必要な用具や用品については、病院からご家族に対して説明があります。なお、購入費用の一部を自治体(窓口は市町村)が負担する制度の対象となる用具がある場合は、必要な手配をしてもらえます(申請はご家族が行います。)。

療養生活に必要なもの

4.快適に介護するための模様替えや生活動線などを考えたリフォームについても考えてみましょう。

お子さまに必要な医療機器や日常生活用具の配置を考えてみましょう。
お子さまの様子を観察できるように、室内になるべく死角がないよう家具などの配置にも気を付けましょう。
日中過ごす部屋から浴室や寝室へと移動するための動線がスムーズにいかなかったり、必要なスペースが確保できないと、ストレスを感じてしまうことがあるかもしれません。
バリアフリー化などの住宅改修を行う場合、改修費を助成(一部または全部)している市町村があります。福祉担当課が実施している地域生活支援事業(日常生活用具給付等事業)や土木建設担当課のリフォーム助成事業がないか、お住まいの市町村に問い合わせてみましょう。

日常生活用具

5.医療的ケアを覚えましょう

退院前になると、看護師からご家族へ、在宅で行う医療的ケアについての指導があります。
その時は、病院に撮影の許可を得て、ビデオやスマートフォンなどで録画しておくと、在宅療養が始まった時に後で見直すことができて便利です。
手伝ってくれる周囲の方々にも録画した映像を見てもらって、一緒に協力し合いながらお子さまのケアができるといいですね。

6.外出・外泊練習

医療的ケアを習得した後、状況次第では試験的に外出や外泊ができます。
不安かもしれませんが、病院のスタッフがサポートしてくれますし、外出・外泊しなければ分からなかった問題について対策を立てることができます。また、契約する訪問看護ステーションにも、この時に家庭での状況を確認してもらうとよいでしょう。
なお、病院によっては院内外泊ができるところもあります。

7.災害・緊急時の対策を立てましょう

連絡先リストは、災害・緊急時の連絡用としても利用できます。お子さまのケアに必要な医療材料・医療処置用品、停電時の医療機器等の電源対策、災害時の避難先・避難経路などを記録しておきましょう。また、ご家族でこれらの情報を共有し、困った時は、ご近所の方々にも協力してもらえるような関係を築いておくとよいでしょう。

8.退院時の移動

お子さまの状態にもよりますが、退院時に車で帰宅する場合は、ケアに必要な医療物品や育児用品、こまめな休憩が必要になります。暑さ・寒さ対策とあわせて十分な準備をしてからお迎えに行きましょう。また、降車してからスムーズにお部屋まで移動することができるかどうかなど、事前に確認しておきましょう。
運転者がいなかったり、運転に自信がないなどの場合は、介護タクシーや福祉タクシーを利用すると良いでしょう。障害者手帳を持っていると、運賃の割引を受けることができます。

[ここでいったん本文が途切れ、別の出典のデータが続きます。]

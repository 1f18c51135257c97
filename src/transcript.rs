//! Core debate data model: cases, roles, arguments, and the transcript.

use chrono::{DateTime, Utc};
use serde::{Deserialize, Serialize};

use crate::config::{NUM_ROUNDS, WORD_LIMIT_MAX, WORD_LIMIT_MIN};
use crate::normalize::word_count;
use crate::verdict::Verdict;

/// The two lawyer personas.
#[derive(Debug, Clone, Copy, PartialEq, Eq, Hash, Serialize, Deserialize)]
#[serde(rename_all = "snake_case")]
pub enum AgentKind {
    /// Narrative, high-temperature advocate.
    Emotional,
    /// Structured, low-temperature advocate.
    Logical,
}

impl AgentKind {
    pub fn opponent(self) -> Self {
        match self {
            Self::Emotional => Self::Logical,
            Self::Logical => Self::Emotional,
        }
    }
}

impl std::fmt::Display for AgentKind {
    fn fmt(&self, f: &mut std::fmt::Formatter<'_>) -> std::fmt::Result {
        match self {
            Self::Emotional => write!(f, "emotional"),
            Self::Logical => write!(f, "logical"),
        }
    }
}

/// Side of the dispute a lawyer argues for.
#[derive(Debug, Clone, Copy, PartialEq, Eq, Hash, Serialize, Deserialize)]
#[serde(rename_all = "snake_case")]
pub enum Role {
    Prosecution,
    Defense,
}

impl Role {
    pub fn opposite(self) -> Self {
        match self {
            Self::Prosecution => Self::Defense,
            Self::Defense => Self::Prosecution,
        }
    }
}

impl std::fmt::Display for Role {
    fn fmt(&self, f: &mut std::fmt::Formatter<'_>) -> std::fmt::Result {
        match self {
            Self::Prosecution => write!(f, "prosecution"),
            Self::Defense => write!(f, "defense"),
        }
    }
}

/// Which side each persona takes for one debate. Exactly one persona is
/// prosecution and the other defense.
#[derive(Debug, Clone, Copy, PartialEq, Eq, Serialize, Deserialize)]
pub struct RoleAssignment {
    /// Side taken by the emotional lawyer; the logical lawyer takes the other.
    pub emotional: Role,
}

impl RoleAssignment {
    pub fn role_for(&self, kind: AgentKind) -> Role {
        match kind {
            AgentKind::Emotional => self.emotional,
            AgentKind::Logical => self.emotional.opposite(),
        }
    }
}

impl Default for RoleAssignment {
    fn default() -> Self {
        Self {
            emotional: Role::Prosecution,
        }
    }
}

/// Error constructing a [`Case`].
#[derive(Debug, Clone, PartialEq, Eq)]
pub enum CaseError {
    TitleTooShort { length: usize },
    DescriptionTooShort { length: usize },
}

impl std::fmt::Display for CaseError {
    fn fmt(&self, f: &mut std::fmt::Formatter<'_>) -> std::fmt::Result {
        match self {
            Self::TitleTooShort { length } => {
                write!(f, "case title too short ({} chars, need 3)", length)
            }
            Self::DescriptionTooShort { length } => {
                write!(f, "case description too short ({} chars, need 10)", length)
            }
        }
    }
}

impl std::error::Error for CaseError {}

/// Input payload describing a case. Immutable once created.
#[derive(Debug, Clone, PartialEq, Eq, Serialize, Deserialize)]
pub struct Case {
    pub title: String,
    pub description: String,
}

impl Case {
    /// Validated constructor: title at least 3 chars, description at least 10.
    pub fn new(title: &str, description: &str) -> Result<Self, CaseError> {
        let title = title.trim();
        let description = description.trim();
        if title.chars().count() < 3 {
            return Err(CaseError::TitleTooShort {
                length: title.chars().count(),
            });
        }
        if description.chars().count() < 10 {
            return Err(CaseError::DescriptionTooShort {
                length: description.chars().count(),
            });
        }
        Ok(Self {
            title: title.to_string(),
            description: description.to_string(),
        })
    }
}

/// Error constructing an [`Argument`].
#[derive(Debug, Clone, PartialEq, Eq)]
pub enum ArgumentError {
    RoundOutOfRange { round: u32 },
    WordCountOutOfRange { found: usize, min: usize, max: usize },
}

impl std::fmt::Display for ArgumentError {
    fn fmt(&self, f: &mut std::fmt::Formatter<'_>) -> std::fmt::Result {
        match self {
            Self::RoundOutOfRange { round } => {
                write!(f, "round {} out of range 1-{}", round, NUM_ROUNDS)
            }
            Self::WordCountOutOfRange { found, min, max } => {
                write!(f, "argument word count {} out of range {}-{}", found, min, max)
            }
        }
    }
}

impl std::error::Error for ArgumentError {}

/// A single lawyer argument for one round. `word_count` is always
/// recomputed from the content, never trusted from input.
#[derive(Debug, Clone, PartialEq, Eq, Serialize, Deserialize)]
pub struct Argument {
    pub agent: AgentKind,
    /// Round index, 1-based.
    pub round_number: u32,
    pub content: String,
    pub word_count: usize,
}

impl Argument {
    /// Construct with the word-band invariant checked; a violation here is
    /// a construction error, not a runtime state.
    pub fn new(agent: AgentKind, round_number: u32, content: &str) -> Result<Self, ArgumentError> {
        if !(1..=NUM_ROUNDS).contains(&round_number) {
            return Err(ArgumentError::RoundOutOfRange {
                round: round_number,
            });
        }
        let wc = word_count(content);
        if !(WORD_LIMIT_MIN..=WORD_LIMIT_MAX).contains(&wc) {
            return Err(ArgumentError::WordCountOutOfRange {
                found: wc,
                min: WORD_LIMIT_MIN,
                max: WORD_LIMIT_MAX,
            });
        }
        Ok(Self {
            agent,
            round_number,
            content: content.to_string(),
            word_count: wc,
        })
    }
}

/// Lifecycle state of a debate.
#[derive(Debug, Clone, Copy, PartialEq, Eq, Hash, Serialize, Deserialize)]
#[serde(rename_all = "snake_case")]
pub enum DebateStatus {
    InProgress,
    Complete,
    Failed,
}

impl DebateStatus {
    pub fn is_terminal(self) -> bool {
        matches!(self, Self::Complete | Self::Failed)
    }
}

impl std::fmt::Display for DebateStatus {
    fn fmt(&self, f: &mut std::fmt::Formatter<'_>) -> std::fmt::Result {
        match self {
            Self::InProgress => write!(f, "in_progress"),
            Self::Complete => write!(f, "complete"),
            Self::Failed => write!(f, "failed"),
        }
    }
}

/// Full debate record: case, three rounds of paired arguments, verdict,
/// and lifecycle status. Owned and mutated only by the runner for the
/// duration of a run.
#[derive(Debug, Clone, Serialize, Deserialize)]
pub struct DebateTranscript {
    pub id: String,
    pub case: Case,
    /// Exactly `NUM_ROUNDS` entries; each completed round holds one
    /// argument per persona.
    pub rounds: Vec<Vec<Argument>>,
    pub verdict: Verdict,
    pub status: DebateStatus,
    pub timestamp: DateTime<Utc>,
}

impl DebateTranscript {
    /// Fresh in-progress transcript: empty rounds, placeholder verdict.
    pub fn pending(id: &str, case: Case) -> Self {
        Self {
            id: id.to_string(),
            case,
            rounds: (0..NUM_ROUNDS).map(|_| Vec::new()).collect(),
            verdict: Verdict::placeholder(),
            status: DebateStatus::InProgress,
            timestamp: Utc::now(),
        }
    }

    /// Number of rounds that hold both arguments.
    pub fn completed_rounds(&self) -> usize {
        self.rounds.iter().filter(|r| r.len() == 2).count()
    }

    /// Compact status line for logs.
    pub fn status_line(&self) -> String {
        format!(
            "[{}] {} | {}/{} rounds | winner={}",
            self.status,
            self.id,
            self.completed_rounds(),
            NUM_ROUNDS,
            self.verdict.winner
        )
    }
}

介護タクシー 福祉車両を運転する乗務員が介護職員や介護福祉士などの資格を持っているため、乗降介助や病院への付き添いなどの介護サービスを受けることができます。また、看護師の添乗サービスも利用できるところもありますが、これらのサービスを受けるには別途料金が必要です。
福祉タクシー 介護タクシーと違い、利用者への介護サービスが行われません。移動手段として利用しましょう。